Our methodology is designed to cut through corporate greenwashing and focus on what genuinely matters: absolute emission reductions, verified biodiversity recovery, and ethical governance.
Here is exactly how we calculate a company's final ESG Rating.
1. Carbon Reduction & Net-Zero Strategy (10 Points)
We assess the company's trajectory toward genuine carbon neutrality. This section focuses heavily on Scope 1, 2, and 3 emissions.
- Absolute Emissions Reduction (3 pts): Has the company demonstrated a verifiable, absolute year-over-year reduction in Scope 1 & 2 emissions?
- Scope 3 Transparency (3 pts): Does the company accurately measure and report value chain emissions (Scope 3), which often represent the majority of their footprint?
- SBTi Verification (2 pts): Are their net-zero targets validated by the Science Based Targets initiative (SBTi) as aligned with a 1.5°C pathway?
- Renewable Energy Transition (2 pts): What percentage of their global operations are powered by verifiably additional renewable energy sources (not just unbundled RECs)?
2. Biodiversity Net Gain & Environmental Protection (10 Points)
Carbon is only half the battle. We heavily weight a company's physical impact on the natural world, a metric often ignored by traditional financial analysts.
- Supply Chain Deforestation (3 pts): Does the company have a strict, audited zero-deforestation policy for high-risk commodities (soy, beef, palm oil, timber)?
- Water Stewardship (3 pts): Are absolute water withdrawal metrics decreasing, especially in highly water-stressed operational regions?
- Biodiversity Net Gain (BNG) (2 pts): Has the company committed to and demonstrated a measurable positive impact on local biodiversity surrounding its direct operations?

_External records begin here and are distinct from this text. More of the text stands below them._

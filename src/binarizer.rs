//! RGBA to binary mask conversion: alpha-aware luminance thresholding
//! for dark-on-light line art.

use crate::raster::PixelBuffer;

/// Default luminance threshold below which a pixel counts as foreground.
pub const DEFAULT_THRESHOLD: f64 = 180.0;

/// Alpha below this value is treated as fully transparent background,
/// regardless of colour.
const ALPHA_CUTOFF: u8 = 50;

/// Row-major mask of `width*height` cells in `{0, 1}`. `1` is foreground.
#[derive(Debug, Clone)]
pub struct BinaryMask {
    pub width: u32,
    pub height: u32,
    pub cells: Vec<u8>,
}

impl BinaryMask {
    pub fn blank(width: u32, height: u32) -> Self {
        Self {
            width,
            height,
            cells: vec![0; width as usize * height as usize],
        }
    }

    #[inline]
    pub fn get(&self, x: i64, y: i64) -> u8 {
        if x < 0 || y < 0 || x >= self.width as i64 || y >= self.height as i64 {
            0
        } else {
            self.cells[y as usize * self.width as usize + x as usize]
        }
    }

    #[inline]
    pub fn set(&mut self, x: u32, y: u32, v: u8) {
        self.cells[y as usize * self.width as usize + x as usize] = v;
    }

    pub fn invert(&self) -> BinaryMask {
        BinaryMask {
            width: self.width,
            height: self.height,
            cells: self.cells.iter().map(|&c| 1 - c).collect(),
        }
    }
}

/// Binarize an RGBA buffer: alpha below [`ALPHA_CUTOFF`] is background;
/// otherwise luminance `Y = 0.299R + 0.587G + 0.114B` below `threshold`
/// is foreground. Dark-on-light line art is assumed throughout.
///
/// Idempotent: feeding in an already-binary mask rendered back out as
/// RGBA (black foreground, white background) reproduces itself, since
/// pure black falls under any positive threshold and pure white never
/// does.
pub fn binarize(buf: &PixelBuffer, threshold: f64) -> BinaryMask {
    let mut mask = BinaryMask::blank(buf.width, buf.height);
    for (i, p) in buf.pixels.iter().enumerate() {
        if p.a < ALPHA_CUTOFF {
            continue;
        }
        let y = 0.299 * p.r as f64 + 0.587 * p.g as f64 + 0.114 * p.b as f64;
        if y < threshold {
            mask.cells[i] = 1;
        }
    }
    mask
}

- Pollution & Waste Management (2 pts): What is the percentage of operations transitioning to circular economy models (zero-waste-to-landfill, reduced single-use plastics)?

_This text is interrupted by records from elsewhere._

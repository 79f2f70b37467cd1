// Integration tests for laservector: synthesized rasters exercising the
// concrete scenarios from the pipeline's worked examples.
use laservector::{process, Params};

fn white_canvas(w: u32, h: u32) -> Vec<u8> {
    vec![255u8; (w * h * 4) as usize]
}

fn set_pixel(buf: &mut [u8], w: u32, x: u32, y: u32) {
    let idx = (y * w + x) as usize * 4;
    buf[idx] = 0;
    buf[idx + 1] = 0;
    buf[idx + 2] = 0;
    buf[idx + 3] = 255;
}

fn draw_disk(buf: &mut [u8], w: u32, h: u32, cx: i32, cy: i32, r: i32) {
    for y in 0..h as i32 {
        for x in 0..w as i32 {
            let dx = x - cx;
            let dy = y - cy;
            if dx * dx + dy * dy <= r * r {
                set_pixel(buf, w, x as u32, y as u32);
            }
        }
    }
}

fn draw_line(buf: &mut [u8], w: u32, x0: i32, y0: i32, x1: i32, y1: i32) {
    let steps = (x1 - x0).abs().max((y1 - y0).abs()).max(1);
    for i in 0..=steps {
        let x = x0 + (x1 - x0) * i / steps;
        let y = y0 + (y1 - y0) * i / steps;
        set_pixel(buf, w, x as u32, y as u32);
    }
}

#[test]
fn all_white_canvas_yields_no_paths() {
    let buf = white_canvas(100, 100);
    let result = process(&buf, 100, 100, &Params::default()).unwrap();
    assert_eq!(result.stats.total_paths, 0);
    assert!(result.cut.contains("<svg"));
    assert!(result.engrave.contains("<svg"));
}

#[test]
fn single_black_pixel_is_noise_and_produces_nothing() {
    let mut buf = white_canvas(100, 100);
    set_pixel(&mut buf, 100, 50, 50);
    let result = process(&buf, 100, 100, &Params::default()).unwrap();
    assert_eq!(result.stats.total_paths, 0);
}

#[test]
fn filled_disk_becomes_one_closed_cut_outline() {
    let w = 100;
    let h = 100;
    let mut buf = white_canvas(w, h);
    draw_disk(&mut buf, w, h, 50, 50, 20);

    let result = process(&buf, w, h, &Params::default()).unwrap();
    assert!(result.stats.outline_count >= 1);
    assert_eq!(result.stats.centerline_count, 0);
    assert!(result.cut.matches("<polyline").count() >= 1);
    assert!(result.engrave.matches("polyline").count() == 0);
}

/// Pull the `(x,y)` vertex list out of every `<polyline d="...">` in an
/// emitted document, in document order.
fn parse_polylines(svg: &str) -> Vec<Vec<(f64, f64)>> {
    svg.split("d=\"")
        .skip(1)
        .map(|seg| {
            let d = seg.split('"').next().unwrap();
            d.split_whitespace()
                .filter(|tok| *tok != "M" && *tok != "L" && *tok != "Z")
                .filter_map(|tok| {
                    let (xs, ys) = tok.split_once(',')?;
                    Some((xs.parse::<f64>().ok()?, ys.parse::<f64>().ok()?))
                })
                .collect()
        })
        .collect()
}

fn dist(a: (f64, f64), b: (f64, f64)) -> f64 {
    ((a.0 - b.0).powi(2) + (a.1 - b.1).powi(2)).sqrt()
}

fn point_to_segment_dist(p: (f64, f64), a: (f64, f64), b: (f64, f64)) -> f64 {
    let (dx, dy) = (b.0 - a.0, b.1 - a.1);
    let len2 = dx * dx + dy * dy;
    if len2 == 0.0 {
        return dist(p, a);
    }
    let t = (((p.0 - a.0) * dx + (p.1 - a.1) * dy) / len2).clamp(0.0, 1.0);
    dist(p, (a.0 + t * dx, a.1 + t * dy))
}

fn min_dist_to_polylines(p: (f64, f64), polylines: &[Vec<(f64, f64)>]) -> f64 {
    polylines
        .iter()
        .flat_map(|pl| pl.windows(2))
        .map(|w| point_to_segment_dist(p, w[0], w[1]))
        .fold(f64::INFINITY, f64::min)
}

#[test]
fn thin_line_segment_becomes_an_engrave_centerline() {
    let w = 100;
    let h = 100;
    let mut buf = white_canvas(w, h);
    draw_line(&mut buf, w, 10, 50, 90, 50);

    let params = Params {
        detail_level: 100,
        centerline_sensitivity: 0,
    };
    let result = process(&buf, w, h, &params).unwrap();

    let polylines = parse_polylines(&result.engrave);
    assert!(
        !polylines.is_empty(),
        "expected at least one centerline polyline in the engrave layer"
    );

    let near = |p: (f64, f64), target: (f64, f64)| dist(p, target) < 2.0;
    let matching = polylines.iter().find(|pl| {
        let first = *pl.first().unwrap();
        let last = *pl.last().unwrap();
        (near(first, (10.0, 50.0)) && near(last, (90.0, 50.0)))
            || (near(first, (90.0, 50.0)) && near(last, (10.0, 50.0)))
    });
    let matching = matching
        .unwrap_or_else(|| panic!("no centerline endpoints land near (10,50) and (90,50): {polylines:?}"));
    assert!(
        matching.len() <= 10,
        "expected <=10 vertices after RDP, got {}",
        matching.len()
    );
}

#[test]
fn plus_sign_centerlines_cover_every_source_pixel_within_one_pixel() {
    let w = 100;
    let h = 100;
    let mut buf = white_canvas(w, h);
    draw_line(&mut buf, w, 50, 10, 50, 90);
    draw_line(&mut buf, w, 10, 50, 90, 50);

    let params = Params {
        detail_level: 100,
        centerline_sensitivity: 50,
    };
    let result = process(&buf, w, h, &params).unwrap();

    assert!(
        (2..=4).contains(&result.stats.centerline_count),
        "expected 2-4 centerline polylines, got {}",
        result.stats.centerline_count
    );

    let polylines = parse_polylines(&result.engrave);
    assert_eq!(polylines.len(), result.stats.centerline_count);

    let mut pixels: Vec<(f64, f64)> = (10..=90).map(|y| (50.0, y as f64)).collect();
    pixels.extend((10..=90).map(|x| (x as f64, 50.0)));

    for p in pixels {
        let d = min_dist_to_polylines(p, &polylines);
        assert!(d <= 1.0, "pixel {p:?} is {d:.2}px from the nearest centerline");
    }
}

#[test]
fn stats_json_round_trips_through_serde() {
    let w = 60;
    let h = 60;
    let mut buf = white_canvas(w, h);
    draw_disk(&mut buf, w, h, 30, 30, 15);

    let result = process(&buf, w, h, &Params::default()).unwrap();
    let json = serde_json::to_string(&result.stats).unwrap();
    let back: laservector::Stats = serde_json::from_str(&json).unwrap();
    assert_eq!(back.total_paths, result.stats.total_paths);
}

#[test]
fn detail_level_zero_still_yields_the_silhouette_layer() {
    let w = 100;
    let h = 100;
    let mut buf = white_canvas(w, h);
    draw_disk(&mut buf, w, h, 50, 50, 20);

    let params = Params {
        detail_level: 0,
        centerline_sensitivity: 50,
    };
    let result = process(&buf, w, h, &params).unwrap();
    assert!(result.stats.total_paths >= 1);
    assert_eq!(result.stats.centerline_count, 0);
}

3. Ethical Governance & Corporate Record (10 Points)
A sustainable strategy is useless if the board of directors is not held accountable, or if the company actively lobbies against environmental regulation.
- Executive Compensation Link (3 pts): Is executive pay directly and significantly tied to the achievement of climate and biodiversity targets?
- Anti-Lobbying Transparency (3 pts): Does the company directly, or through trade associations, lobby against progressive climate legislation? (Negative points applied for regressive lobbying).
- Board Climate Competency (2 pts): Does the Board of Directors possess verifiable expertise in climate science, environmental law, or sustainable transition?
- Labor Rights & Equity (2 pts): Does the company uphold strong labor rights, pay living wages globally, and maintain transparent diversity, equity, and inclusion (DEI) metrics?
Final Grading System
After scoring a company out of 30, we assign a final Eco-Rating. This rating acts as a quick heuristic for eco-conscious investors:
- 26 – 30 Points (AAA - Green Chip): Industry leaders actively restoring the planet and redefining sustainable capitalism.
- 20 – 25 Points (AA - Strong): Solid transition strategies with verifiable progress, though minor gaps in Scope 3 or supply chain transparency remain.
- 15 – 19 Points (A - Acceptable): Meeting minimum compliance. Pledges are made, but execution is slow or overly reliant on carbon offsets rather than absolute reduction.
- 10 – 14 Points (B - Caution): Significant greenwashing risk. Targets lack scientific validation, and lobbying records may contradict public climate stances.
- 0 – 9 Points (C - Avoid): Companies actively contributing to climate breakdown, deforestation, or severe ecological degradation.
EcoInvestor audits are updated annually or following significant corporate policy shifts.